The input to linkage()
is either an n x m array, representing n points in
m-dimensional space, or a one-dimensional array containing the condensed distance matrix. In your example, mat
is 3 x 3, so you are clustering
three 3-d points. Clustering is based on the distance between these points.

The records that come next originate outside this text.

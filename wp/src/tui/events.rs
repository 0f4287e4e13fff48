//! TUI event handling
//!
//! Async-compatible event handling for the TUI using tokio channels.

use std::time::Duration;

use crossterm::event::{self, KeyEvent};
use eyre::Result;
use tokio::sync::mpsc;
use tracing::debug;

/// Terminal events
#[derive(Debug)]
pub enum Event {
    /// Key press
    Key(KeyEvent),
    /// Terminal resize
    Resize(u16, u16),
    /// Tick (periodic refresh)
    Tick,
}

/// Event handler for the TUI
pub struct EventHandler {
    /// Event receiver
    rx: mpsc::UnboundedReceiver<Event>,
}

impl EventHandler {
    /// Create a new event handler with the given tick rate
    pub fn new(tick_rate: Duration) -> Self {
        debug!(?tick_rate, "EventHandler::new: called");
        let (tx, rx) = mpsc::unbounded_channel();

        // Spawn event polling task in a blocking thread
        std::thread::spawn(move || {
            debug!("EventHandler::new: event polling thread started");
            loop {
                // Poll for events with timeout
                if event::poll(tick_rate).unwrap_or(false) {
                    if let Ok(evt) = event::read() {
                        let event = match evt {
                            event::Event::Key(key) => Event::Key(key),
                            event::Event::Resize(w, h) => Event::Resize(w, h),
                            _ => continue,
                        };

                        if tx.send(event).is_err() {
                            debug!("EventHandler: channel closed, exiting loop");
                            break;
                        }
                    }
                } else {
                    // Send tick event
                    if tx.send(Event::Tick).is_err() {
                        debug!("EventHandler: channel closed on tick, exiting loop");
                        break;
                    }
                }
            }
            debug!("EventHandler: event polling thread exiting");
        });

        Self { rx }
    }

    /// Get the next event (async)
    pub async fn next(&mut self) -> Result<Event> {
        let event = self.rx.recv().await.ok_or_else(|| eyre::eyre!("Event channel closed"));
        if event.is_err() {
            debug!("EventHandler::next: channel closed");
        }
        event
    }
}
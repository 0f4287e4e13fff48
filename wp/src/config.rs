//! wedplan configuration types and loading

use std::fs;
use std::path::{Path, PathBuf};

use eyre::{Context, Result};
use serde::{Deserialize, Serialize};

/// Main wedplan configuration
#[derive(Debug, Clone, Default, Serialize, Deserialize)]
#[serde(default)]
pub struct Config {
    /// Generative content provider configuration
    pub llm: LlmConfig,

    /// Storage configuration
    pub storage: StorageConfig,

    /// Planner dashboard access
    pub access: AccessConfig,

    /// Default log level (overridden by --log-level)
    #[serde(rename = "log-level")]
    pub log_level: Option<String>,
}

impl Config {
    /// Load configuration with fallback chain
    pub fn load(config_path: Option<&PathBuf>) -> Result<Self> {
        // If explicit config path provided, try to load it
        if let Some(path) = config_path {
            return Self::load_from_file(path).context(format!("Failed to load config from {}", path.display()));
        }

        // Try project-local config: .wedplan.yml
        let local_config = PathBuf::from(".wedplan.yml");
        if local_config.exists() {
            match Self::load_from_file(&local_config) {
                Ok(config) => return Ok(config),
                Err(e) => {
                    tracing::warn!("Failed to load config from {}: {}", local_config.display(), e);
                }
            }
        }

        // Try user config: ~/.config/wedplan/wedplan.yml
        if let Some(config_dir) = dirs::config_dir() {
            let user_config = config_dir.join("wedplan").join("wedplan.yml");
            if user_config.exists() {
                match Self::load_from_file(&user_config) {
                    Ok(config) => return Ok(config),
                    Err(e) => {
                        tracing::warn!("Failed to load config from {}: {}", user_config.display(), e);
                    }
                }
            }
        }

        // No config file found, use defaults
        tracing::info!("No config file found, using defaults");
        Ok(Self::default())
    }

    /// Peek at the configured log level before logging is initialized
    ///
    /// Reads only the `log-level` key, tolerating any other parse problems;
    /// the full load happens after the subscriber is installed.
    pub fn load_log_level(config_path: Option<&PathBuf>) -> Option<String> {
        let path = match config_path {
            Some(path) => path.clone(),
            None => {
                let local = PathBuf::from(".wedplan.yml");
                if local.exists() {
                    local
                } else {
                    dirs::config_dir()?.join("wedplan").join("wedplan.yml")
                }
            }
        };

        let content = fs::read_to_string(&path).ok()?;
        let value: serde_yaml::Value = serde_yaml::from_str(&content).ok()?;
        value.get("log-level")?.as_str().map(str::to_string)
    }

    fn load_from_file<P: AsRef<Path>>(path: P) -> Result<Self> {
        let content = fs::read_to_string(&path).context("Failed to read config file")?;

        let config: Self = serde_yaml::from_str(&content).context("Failed to parse config file")?;

        tracing::info!("Loaded config from: {}", path.as_ref().display());
        Ok(config)
    }
}

/// Generative content provider configuration
#[derive(Debug, Clone, Serialize, Deserialize)]
#[serde(default)]
pub struct LlmConfig {
    /// Provider name (currently only "gemini" supported)
    pub provider: String,

    /// Model identifier
    pub model: String,

    /// Environment variable containing the API key
    #[serde(rename = "api-key-env")]
    pub api_key_env: String,

    /// API base URL
    #[serde(rename = "base-url")]
    pub base_url: String,

    /// Maximum tokens per response
    #[serde(rename = "max-output-tokens")]
    pub max_output_tokens: u32,

    /// Request timeout in milliseconds
    ///
    /// Bounds a hung request so the UI's "generating" indicator cannot
    /// stay lit forever.
    #[serde(rename = "timeout-ms")]
    pub timeout_ms: u64,
}

impl LlmConfig {
    /// Read the API key from the configured environment variable
    pub fn get_api_key(&self) -> Result<String> {
        std::env::var(&self.api_key_env).map_err(|_| {
            eyre::eyre!(
                "API key not found. Set the {} environment variable.",
                self.api_key_env
            )
        })
    }
}

impl Default for LlmConfig {
    fn default() -> Self {
        Self {
            provider: "gemini".to_string(),
            model: "gemini-2.5-flash".to_string(),
            api_key_env: "GEMINI_API_KEY".to_string(),
            base_url: "https://generativelanguage.googleapis.com".to_string(),
            max_output_tokens: 1024,
            timeout_ms: 30_000,
        }
    }
}

/// Storage configuration
#[derive(Debug, Clone, Default, Serialize, Deserialize)]
#[serde(default)]
pub struct StorageConfig {
    /// Directory holding the JSON slots (default: platform data dir)
    #[serde(rename = "data-dir")]
    pub data_dir: Option<PathBuf>,
}

impl StorageConfig {
    /// Resolve the data directory: CLI override > config > platform default
    pub fn resolve(&self, cli_override: Option<&PathBuf>) -> PathBuf {
        if let Some(dir) = cli_override {
            return dir.clone();
        }
        if let Some(dir) = &self.data_dir {
            return dir.clone();
        }
        dirs::data_local_dir()
            .unwrap_or_else(|| PathBuf::from("."))
            .join("wedplan")
    }
}

/// Planner dashboard access
///
/// This is a cosmetic gate, not a security boundary: a plain shared
/// secret compared case-insensitively, with no hashing, session, or
/// server-side check. Real access control is out of scope.
#[derive(Debug, Clone, Serialize, Deserialize)]
#[serde(default)]
pub struct AccessConfig {
    /// Shared secret for the planner login screen
    pub password: String,
}

impl Default for AccessConfig {
    fn default() -> Self {
        Self {
            password: "love".to_string(),
        }
    }
}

Why does mat and 1-mat give identical clusterings here?
The arrays mat
and 1-mat
produce the same clustering because the clustering
is based on distances between the points, and neither a reflection (-mat
)
nor a translation (mat + offset
) of the entire data set change the relative
distances between the points.
How can I annotate the distance along each branch of the tree using dendrogram so that the distances between pairs of nodes can be compared?
In the code below, I
show how you can use the data returned by dendrogram to label the horizontal
segments of the diagram with the corresponding distance. The values associated
with the keys icoord
and dcoord
give the x and y coordinates of each
three-segment inverted-U of the figure. In augmented_dendrogram
this data
is used to add a label of the distance (i.e. y value) of each horizontal
line segment in dendrogram.
from scipy.cluster.hierarchy import dendrogram
import matplotlib.pyplot as plt
def augmented_dendrogram(*args, **kwargs):
ddata = dendrogram(*args, **kwargs)
if not kwargs.get('no_plot', False):
for i, d in zip(ddata['icoord'], ddata['dcoord']):
x = 0.5 * sum(i[1:3])
y = d[1]
plt.plot(x, y, 'ro')
plt.annotate("%.3g" % y, (x, y), xytext=(0, -8),
textcoords='offset points',
va='top', ha='center')
return ddata
For your mat
array, the augmented dendrogram is
So point 'a' and 'c' are 1.01 units apart, and point 'b' is 1.57 units from
the cluster ['a', 'c'].
It seems that show_leaf_counts
flag is ignored, is there a way to turn it on
so that the number of objects in each class is shown?
The flag show_leaf_counts
only applies when not all the original data
points are shown as leaves. For example, when trunc_mode = "lastp"
,
only the last p
nodes are show.
Here's an example with 100 points:
import numpy as np
from scipy.cluster.hierarchy import linkage
import matplotlib.pyplot as plt
from augmented_dendrogram import augmented_dendrogram
# Generate a random sample of `n` points in 2-d.
np.random.seed(12312)
n = 100
x = np.random.multivariate_normal([0, 0], np.array([[4.0, 2.5], [2.5, 1.4]]),
size=(n,))
plt.figure(1, figsize=(6, 5))
plt.clf()
plt.scatter(x[:, 0], x[:, 1])
plt.axis('equal')
plt.grid(True)
linkage_matrix = linkage(x, "single")
plt.figure(2, figsize=(10, 4))
plt.clf()
plt.subplot(1, 2, 1)
show_leaf_counts = False
ddata = augmented_dendrogram(linkage_matrix,
color_threshold=1,
p=6,
truncate_mode='lastp',
show_leaf_counts=show_leaf_counts,
)
plt.title("show_leaf_counts = %s" % show_leaf_counts)
plt.subplot(1, 2, 2)
show_leaf_counts = True
ddata = augmented_dendrogram(linkage_matrix,
color_threshold=1,
p=6,
truncate_mode='lastp',
show_leaf_counts=show_leaf_counts,
)
plt.title("show_leaf_counts = %s" % show_leaf_counts)
plt.show()
These are the points in the data set:
With p=6
and trunc_mode="lastp"
, dendrogram
only shows the "top"
of the dendrogram. The following shows the effect of show_leaf_counts
.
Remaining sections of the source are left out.